EXCERPTED RECORDS.
//! Interpretation of `az vm run-command invoke` output.
//!
//! The driver scripts emit one log record per line:
//!
//! ```text
//! [Log-Start 2024-05-01 10:00:00]
//! [Output 2024-05-01 10:00:01] checking fstab
//! [Error 2024-05-01 10:00:02] /dev/sdc1 not found
//! [STATUS]::SUCCESS
//! [Log-End 2024-05-01 10:00:03] /var/log/vmrepair/run.log
//! ```
//!
//! Output longer than the run-command limit is cut at the head, which is
//! detected by the missing `Log-Start` record. The `Log-End` record carries
//! the path of the full log on the VM.

use std::str::FromStr;
use std::sync::OnceLock;
use std::time::Duration;

use regex::Regex;
use serde::{Deserialize, Serialize};

use crate::error::{RepairError, Result};
use crate::outcome::Status;
use crate::session::OsFamily;

pub const STDOUT_MARKER: &str = "[stdout]";
pub const STDERR_MARKER: &str = "[stderr]";
/// Printed by a script that completed without error.
pub const SUCCESS_MARKER: &str = "[STATUS]::SUCCESS";
const STATUS_PREFIX: &str = "[STATUS]::";

#[derive(Debug, Deserialize)]
struct RunCommandResult {
    #[serde(default)]
    value: Vec<InstanceViewStatus>,
}

#[derive(Debug, Deserialize)]
struct InstanceViewStatus {
    #[serde(default)]
    message: Option<String>,
}

/// Split the JSON returned by run-command into (stdout, stderr).
///
/// Linux returns one message with `[stdout]` and `[stderr]` sections;
/// Windows returns stdout and stderr as separate entries.
pub fn split_run_command_output(os: OsFamily, raw: &str) -> Result<(String, String)> {
    let result: RunCommandResult = serde_json::from_str(raw)?;
    let message = |i: usize| {
        result
            .value
            .get(i)
            .and_then(|v| v.message.clone())
    };

    let first = message(0).ok_or_else(|| {
        RepairError::Unexpected("run-command returned no output messages".to_string())
    })?;

    match os {
        OsFamily::Linux => {
            let (_, rest) = first.split_once(STDOUT_MARKER).ok_or_else(|| {
                RepairError::Unexpected(format!(
                    "run-command output has no {STDOUT_MARKER} section"
                ))
            })?;
            let (stdout, stderr) = rest.split_once(STDERR_MARKER).unwrap_or((rest, ""));
            Ok((
                stdout.trim_matches('\n').to_string(),
                stderr.trim_matches('\n').to_string(),
            ))
        }
        OsFamily::Windows => Ok((first, message(1).unwrap_or_default())),
    }
}

/// Level tag of a log record.
#[derive(Debug, Clone, Copy, PartialEq, Eq, Serialize, Deserialize)]
pub enum LogLevel {
    Output,
    Error,
    Warning,
    #[serde(rename = "Log-Start")]
    LogStart,
    #[serde(rename = "Log-End")]
    LogEnd,
}

impl FromStr for LogLevel {
    type Err = RepairError;

    fn from_str(s: &str) -> Result<Self> {
        match s.to_ascii_lowercase().as_str() {
            "output" => Ok(LogLevel::Output),
            "error" => Ok(LogLevel::Error),
            "warning" => Ok(LogLevel::Warning),
            "log-start" => Ok(LogLevel::LogStart),
            "log-end" => Ok(LogLevel::LogEnd),
            _ => Err(RepairError::Unexpected(format!("unknown log level '{s}'"))),
        }
    }
}

impl LogLevel {
    fn is_marker(&self) -> bool {
        matches!(self, LogLevel::LogStart | LogLevel::LogEnd)
    }
}

/// One record of script output.
#[derive(Debug, Clone, PartialEq, Eq, Serialize, Deserialize)]
pub struct LogRecord {
    pub level: LogLevel,
    pub timestamp: Option<String>,
    pub message: String,
}

fn log_line_regex() -> &'static Regex {
    static RE: OnceLock<Regex> = OnceLock::new();
    RE.get_or_init(|| {
        Regex::new(
            r"(?i)^\[(?P<level>output|error|warning|log-start|log-end)(?:[ \t]+(?P<ts>[^\]]*))?\][ \t]?(?P<msg>.*)$",
        )
        .expect("log line pattern is valid")
    })
}

/// Parse script stdout into log records.
///
/// Untagged lines continue the previous Output/Error/Warning record.
/// Lines before the first record (the cut-off head of a truncated log) and
/// `[STATUS]::` markers are dropped.
pub fn parse_run_script_logs(stdout: &str) -> Vec<LogRecord> {
    let mut records: Vec<LogRecord> = Vec::new();

    for line in stdout.lines() {
        let line = line.trim_end_matches('\r');
        if line.starts_with(STATUS_PREFIX) {
            continue;
        }
        if let Some(caps) = log_line_regex().captures(line) {
            let Ok(level) = caps["level"].parse::<LogLevel>() else {
                continue;
            };
            let timestamp = caps
                .name("ts")
                .map(|m| m.as_str().trim().to_string())
                .filter(|t| !t.is_empty());
            records.push(LogRecord {
                level,
                timestamp,
                message: caps["msg"].trim_end().to_string(),
            });
        } else if let Some(last) = records.last_mut().filter(|r| !r.level.is_marker()) {
            last.message.push('\n');
            last.message.push_str(line);
        }
    }

    records
}

/// Whether the script reported success.
pub fn script_succeeded(stdout: &str) -> bool {
    stdout.contains(SUCCESS_MARKER)
}

/// Interpreted result of one script execution.
#[derive(Debug, Clone, PartialEq)]
pub struct ScriptRunResult {
    pub stdout: String,
    pub stderr: String,
    pub logs: Vec<LogRecord>,
    pub succeeded: bool,
    pub duration: Duration,
    /// The log was cut off at its head
    pub truncated: bool,
    /// Path of the complete log on the VM
    pub log_full_path: Option<String>,
}

impl ScriptRunResult {
    pub fn from_output(stdout: String, stderr: String, duration: Duration) -> Self {
        let logs = parse_run_script_logs(&stdout);
        let truncated = !logs.iter().any(|r| r.level == LogLevel::LogStart);
        let log_full_path = logs
            .iter()
            .rev()
            .find(|r| r.level == LogLevel::LogEnd)
            .map(|r| r.message.trim().to_string())
            .filter(|p| !p.is_empty());
        let succeeded = script_succeeded(&stdout);

        Self {
            stdout,
            stderr,
            logs,
            succeeded,
            duration,
            truncated,
            log_full_path,
        }
    }

    pub fn status(&self) -> Status {
        if self.succeeded {
            Status::Success
        } else {
            Status::Error
        }
    }

    /// Output records on success, error records on failure, one per line.
    pub fn output(&self) -> String {
        let wanted = if self.succeeded {
            LogLevel::Output
        } else {
            LogLevel::Error
        };
        self.logs
            .iter()
            .filter(|r| r.level == wanted)
            .map(|r| r.message.as_str())
            .collect::<Vec<_>>()
            .join("\n")
    }
}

WORK INSTRUCTIONS. Each line between the start of the listing above and the line containing "use std::sync::OnceLock;", with both ends counted, is to be set down unchanged.

SOLVED EXERCISE.
//! Interpretation of `az vm run-command invoke` output.
//!
//! The driver scripts emit one log record per line:
//!
//! ```text
//! [Log-Start 2024-05-01 10:00:00]
//! [Output 2024-05-01 10:00:01] checking fstab
//! [Error 2024-05-01 10:00:02] /dev/sdc1 not found
//! [STATUS]::SUCCESS
//! [Log-End 2024-05-01 10:00:03] /var/log/vmrepair/run.log
//! ```
//!
//! Output longer than the run-command limit is cut at the head, which is
//! detected by the missing `Log-Start` record. The `Log-End` record carries
//! the path of the full log on the VM.

use std::str::FromStr;
use std::sync::OnceLock;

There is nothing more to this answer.